Compliance
Singapore's Regulator Eases Banks' Red Tape, Capital Burdens

With COVID-19 wreaking havoc on normal financial life, the Singaporean regulator is cutting some slack for banks and other organisations over capital requirements and deadlines, for example.
The Monetary
Authority of Singapore is lightening the regulatory and
supervisory tests it imposes on banks and other institutions to
allow for relief efforts against the disruption of COVID-19. The
move mirrors steps of tax and regulatory authorities worldwide to
ease filing and other requirements.
The watchdog said it will take the following steps:
-- adjust banks’ capital and liquidity requirements, to help
sustain their lending activities;
-- allow FIs to take into account the government’s fiscal
assistance and banks’ relief measures in setting more realistic
accounting loan loss allowances;
-- defer FIs’ implementation of the final set of Basel III
reforms, margin requirements for non-centrally cleared
derivatives, and other new regulations and policies, to ease FIs’
operational burden;
-- allow FIs more latitude on submission timelines for regulatory
reports and defer non-urgent industry projects; and
-- suspend regular onsite inspections and supervisory visits
until further notice.
The worldwide pandemic has upended all manner of reporting
deadlines, banks' capital standards and other tests that are
standard parts of the financial system. In many cases regulators
around the world have pushed back deadlines and sought to soften
the blow of rules still in place.
MAS said that it is adjusting banks’ capital and liquidity
requirements.
The regulator said it “encourages banks to utilise their capital
buffers as appropriate to support their lending activities”.
“Banks in Singapore can afford to do this because they have
managed their businesses prudently and have built up healthy
capital buffers over the years. Our banks have sufficient capital
to see them through the current economic slump while continuing
to supply credit to the economy to support businesses and
individuals,” MAS said.
MAS said maintaining lending activities “should take priority”

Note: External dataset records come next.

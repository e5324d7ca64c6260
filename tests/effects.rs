mod common;
//! Test doubles shared by the integration tests.
#![allow(dead_code)]

use core::num::NonZeroU8;

use embassy_time::{Duration, Instant};
use myrtio_led_node::{
    CommandMailbox, Engine, Host, NodeConfig, OutputDriver, PixelBuffer, PublishOutbox, Rgb,
};

pub const RED: Rgb = Rgb { r: 255, g: 0, b: 0 };
pub const GREEN: Rgb = Rgb { r: 0, g: 255, b: 0 };
pub const BLUE: Rgb = Rgb { r: 0, g: 0, b: 255 };
pub const BLACK: Rgb = Rgb { r: 0, g: 0, b: 0 };
pub const WHITE: Rgb = Rgb {
    r: 255,
    g: 255,
    b: 255,
};

pub const MAX_LEDS: usize = 32;

/// One flushed frame
#[derive(Debug, Clone, PartialEq, Eq)]
pub struct Frame {
    pub pixels: Vec<Rgb>,
    pub brightness: u8,
}

/// Driver that keeps every frame written to it
#[derive(Debug, Default)]
pub struct RecordingDriver {
    pub frames: Vec<Frame>,
}

impl RecordingDriver {
    pub fn last(&self) -> Option<&Frame> {
        self.frames.last()
    }
}

impl OutputDriver for RecordingDriver {
    fn write(&mut self, colors: &[Rgb], brightness: u8) {
        self.frames.push(Frame {
            pixels: colors.to_vec(),
            brightness,
        });
    }
}

/// Outbox that keeps every published message
#[derive(Debug, Default)]
pub struct RecordingOutbox {
    pub messages: Vec<(String, Vec<u8>)>,
}

impl RecordingOutbox {
    pub fn payload_text(&self, index: usize) -> &str {
        core::str::from_utf8(&self.messages[index].1).unwrap()
    }
}

impl PublishOutbox for RecordingOutbox {
    fn publish(&mut self, topic: &str, payload: &[u8]) {
        self.messages.push((topic.to_owned(), payload.to_vec()));
    }
}

/// Host with a virtual clock that jumps forward on every idle call
///
/// A payload can be scheduled to land in the mailbox at a virtual time or
/// after a number of idle calls, standing in for a message arriving while an
/// effect runs.
pub struct VirtualHost<'a> {
    now: Instant,
    mailbox: &'a CommandMailbox,
    scheduled: Option<(Trigger, Vec<u8>)>,
    pub idle_calls: usize,
    pub idle_time: Duration,
}

#[derive(Debug, Clone, Copy)]
enum Trigger {
    At(Instant),
    AfterIdles(usize),
}

impl<'a> VirtualHost<'a> {
    pub fn new(mailbox: &'a CommandMailbox) -> Self {
        Self {
            now: Instant::from_millis(0),
            mailbox,
            scheduled: None,
            idle_calls: 0,
            idle_time: Duration::from_ticks(0),
        }
    }

    /// Post `payload` once the virtual clock reaches `ms`
    pub fn post_at(&mut self, ms: u64, payload: &[u8]) {
        self.scheduled = Some((Trigger::At(Instant::from_millis(ms)), payload.to_vec()));
    }

    /// Post `payload` during the `count`-th idle call
    pub fn post_after_idles(&mut self, count: usize, payload: &[u8]) {
        self.scheduled = Some((Trigger::AfterIdles(count), payload.to_vec()));
    }

    pub fn elapsed_ms(&self) -> u64 {
        self.now.as_millis()
    }

    fn deliver(&mut self) {
        let due = match self.scheduled {
            Some((Trigger::At(at), _)) => self.now >= at,
            Some((Trigger::AfterIdles(count), _)) => self.idle_calls >= count,
            None => false,
        };
        if due {
            if let Some((_, payload)) = self.scheduled.take() {
                self.mailbox.post(&payload).unwrap();
            }
        }
    }
}

impl Host for VirtualHost<'_> {
    fn now(&self) -> Instant {
        self.now
    }

    async fn idle(&mut self, max: Duration) {
        self.idle_calls += 1;
        self.idle_time += max;
        self.now += max;
        self.deliver();
    }
}

pub type TestEngine<'a> = Engine<'a, RecordingDriver, VirtualHost<'a>, MAX_LEDS>;

pub fn config(node_id: u8, led_count: usize) -> NodeConfig {
    NodeConfig::new(NonZeroU8::new(node_id).unwrap(), led_count)
}

/// Engine over an initialized strip of `count` black pixels
pub fn new_engine(mailbox: &CommandMailbox, count: usize) -> TestEngine<'_> {
    let config = config(1, count);
    let mut strip = PixelBuffer::new(RecordingDriver::default());
    strip.initialize(count).unwrap();
    Engine::new(strip, VirtualHost::new(mailbox), mailbox, &config)
}

pub fn frames<'a>(engine: &'a TestEngine<'_>) -> &'a [Frame] {
    &engine.strip().driver().frames
}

over dividend pay-outs. “While MAS does not see a need to
restrict banks’ dividend policies, the release of capital buffers
should not be used to finance share buybacks during this period,”
it said.
The watchdog said it will allow banks to recognise more of their
regulatory loss allowance reserves as capital, making it easier
for banks to lend. The relief period will apply until 30
September 2021, and may be extended if necessary, MAS said.
Banks will also be able to use their “liquidity buffers” as
necessary to meet liquidity demands. To support banks’ lending
activities, MAS will adjust the Net Stable Funding Ratio
requirement.
Deferrals
The regulator said that it will defer the implementation of the
final set of Basel III reforms by one year for banks in
Singapore.
“While the reforms are necessary to strengthen the banking system
over the long term, they will require banks to make considerable
operational adjustments which they would be hard pressed to make
under the current challenging conditions,” it said.